Top of Exercise material

//! Reduces arbitrary errors to an [`ErrorKind`].
//!
//! Precedence, strictly in order:
//!
//! 1. a [`DomainError`] anywhere in the source chain keeps its kind;
//! 2. structured OS/runtime signals (`io::Error` kinds and raw OS codes,
//!    `tokio` timeouts) map through a fixed table;
//! 3. keyword patterns over the lowercased message ([`ErrorDetector`]);
//! 4. [`ErrorKind::Unknown`].
//!
//! Structured signals always win over text, so an I/O error whose message
//! happens to mention `git` is still classified by its error code.

use std::error::Error as StdError;
use std::io;
use std::sync::OnceLock;

use super::{DomainError, ErrorDetector, ErrorKind};

fn detector() -> &'static ErrorDetector {
    static DETECTOR: OnceLock<ErrorDetector> = OnceLock::new();
    DETECTOR.get_or_init(ErrorDetector::new)
}

/// Iterates over `error` and all of its sources.
fn chain<'a>(
    error: &'a (dyn StdError + 'static),
) -> impl Iterator<Item = &'a (dyn StdError + 'static)> {
    std::iter::successors(Some(error), |&current| current.source())
}

/// Classifies an error and its source chain.
pub fn classify(error: &(dyn StdError + 'static)) -> ErrorKind {
    if let Some(tagged) = chain(error).find_map(|e| e.downcast_ref::<DomainError>()) {
        return tagged.kind();
    }

    if let Some(kind) = chain(error).find_map(classify_structured) {
        return kind;
    }

    let text = chain(error)
        .map(|e| e.to_string())
        .collect::<Vec<_>>()
        .join(": ");
    classify_message(&text).unwrap_or(ErrorKind::Unknown)
}

/// Structured stage only: `io::Error` and timeout types.
fn classify_structured(error: &(dyn StdError + 'static)) -> Option<ErrorKind> {
    if let Some(io_error) = error.downcast_ref::<io::Error>() {
        return classify_io_error(io_error);
    }
    if error.downcast_ref::<tokio::time::error::Elapsed>().is_some() {
        return Some(ErrorKind::ProcessTimeout);
    }
    None
}

/// Maps an `io::Error` through the raw OS code table, then its `ErrorKind`.
pub fn classify_io_error(error: &io::Error) -> Option<ErrorKind> {
    if let Some(kind) = error.raw_os_error().and_then(kind_from_os_code) {
        return Some(kind);
    }

    match error.kind() {
        io::ErrorKind::AlreadyExists => Some(ErrorKind::DirectoryExists),
        io::ErrorKind::NotFound => Some(ErrorKind::FileNotFound),
        io::ErrorKind::PermissionDenied => Some(ErrorKind::PermissionDenied),
        io::ErrorKind::OutOfMemory => Some(ErrorKind::OutOfMemory),
        io::ErrorKind::TimedOut => Some(ErrorKind::NetworkTimeout),
        io::ErrorKind::AddrInUse => Some(ErrorKind::PortInUse),
        io::ErrorKind::ConnectionRefused
        | io::ErrorKind::ConnectionReset
        | io::ErrorKind::ConnectionAborted
        | io::ErrorKind::NotConnected
        | io::ErrorKind::AddrNotAvailable => Some(ErrorKind::NetworkUnavailable),
        io::ErrorKind::WriteZero => Some(ErrorKind::FileWriteFailed),
        _ => None,
    }
}

#[cfg(unix)]
fn kind_from_os_code(code: i32) -> Option<ErrorKind> {
    const ENOMEM: i32 = 12;
    const EMFILE: i32 = 24;
    const ENOSPC: i32 = 28;
    #[cfg(target_os = "linux")]
    const ENAMETOOLONG: i32 = 36;
    #[cfg(not(target_os = "linux"))]
    const ENAMETOOLONG: i32 = 63;

    match code {
        ENOMEM => Some(ErrorKind::OutOfMemory),
        EMFILE => Some(ErrorKind::TooManyOpenFiles),
        ENOSPC => Some(ErrorKind::DiskFull),
        ENAMETOOLONG => Some(ErrorKind::PathTooLong),
        _ => None,
    }
}

#[cfg(windows)]
fn kind_from_os_code(code: i32) -> Option<ErrorKind> {
    const ERROR_TOO_MANY_OPEN_FILES: i32 = 4;
    const ERROR_NOT_ENOUGH_MEMORY: i32 = 8;
    const ERROR_HANDLE_DISK_FULL: i32 = 39;
    const ERROR_DISK_FULL: i32 = 112;
    const ERROR_FILENAME_EXCED_RANGE: i32 = 206;

    match code {
        ERROR_NOT_ENOUGH_MEMORY => Some(ErrorKind::OutOfMemory),
        ERROR_TOO_MANY_OPEN_FILES => Some(ErrorKind::TooManyOpenFiles),
        ERROR_HANDLE_DISK_FULL | ERROR_DISK_FULL => Some(ErrorKind::DiskFull),
        ERROR_FILENAME_EXCED_RANGE => Some(ErrorKind::PathTooLong),
        _ => None,
    }
}

#[cfg(not(any(unix, windows)))]
fn kind_from_os_code(_code: i32) -> Option<ErrorKind> {
    None
}

/// Text-only stage, exposed so it can be tested on its own.
pub fn classify_message(text: &str) -> Option<ErrorKind> {
    detector().classify_message(text)
}

/// Classifies the exit status of a finished child process.
///
/// `None` means the process was terminated by a signal. A zero exit code is
/// not a failure and yields `None`.
pub fn classify_exit_status(code: Option<i32>) -> Option<ErrorKind> {
    match code {
        None => Some(ErrorKind::ProcessKilled),
        Some(0) => None,
        Some(_) => Some(ErrorKind::ProcessExitedNonZero),
    }
}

Bottom of Exercise material

Brief: Word for word, repeat the data from its first line through the line with "pub fn classify_io_error(error: &io::Error)", including both of those lines and no others.

Exercise solution:
//! Reduces arbitrary errors to an [`ErrorKind`].
//!
//! Precedence, strictly in order:
//!
//! 1. a [`DomainError`] anywhere in the source chain keeps its kind;
//! 2. structured OS/runtime signals (`io::Error` kinds and raw OS codes,
//!    `tokio` timeouts) map through a fixed table;
//! 3. keyword patterns over the lowercased message ([`ErrorDetector`]);
//! 4. [`ErrorKind::Unknown`].
//!
//! Structured signals always win over text, so an I/O error whose message
//! happens to mention `git` is still classified by its error code.

use std::error::Error as StdError;
use std::io;
use std::sync::OnceLock;

use super::{DomainError, ErrorDetector, ErrorKind};

fn detector() -> &'static ErrorDetector {
    static DETECTOR: OnceLock<ErrorDetector> = OnceLock::new();
    DETECTOR.get_or_init(ErrorDetector::new)
}

/// Iterates over `error` and all of its sources.
fn chain<'a>(
    error: &'a (dyn StdError + 'static),
) -> impl Iterator<Item = &'a (dyn StdError + 'static)> {
    std::iter::successors(Some(error), |&current| current.source())
}

/// Classifies an error and its source chain.
pub fn classify(error: &(dyn StdError + 'static)) -> ErrorKind {
    if let Some(tagged) = chain(error).find_map(|e| e.downcast_ref::<DomainError>()) {
        return tagged.kind();
    }

    if let Some(kind) = chain(error).find_map(classify_structured) {
        return kind;
    }

    let text = chain(error)
        .map(|e| e.to_string())
        .collect::<Vec<_>>()
        .join(": ");
    classify_message(&text).unwrap_or(ErrorKind::Unknown)
}

/// Structured stage only: `io::Error` and timeout types.
fn classify_structured(error: &(dyn StdError + 'static)) -> Option<ErrorKind> {
    if let Some(io_error) = error.downcast_ref::<io::Error>() {
        return classify_io_error(io_error);
    }
    if error.downcast_ref::<tokio::time::error::Elapsed>().is_some() {
        return Some(ErrorKind::ProcessTimeout);
    }
    None
}

/// Maps an `io::Error` through the raw OS code table, then its `ErrorKind`.
pub fn classify_io_error(error: &io::Error) -> Option<ErrorKind> {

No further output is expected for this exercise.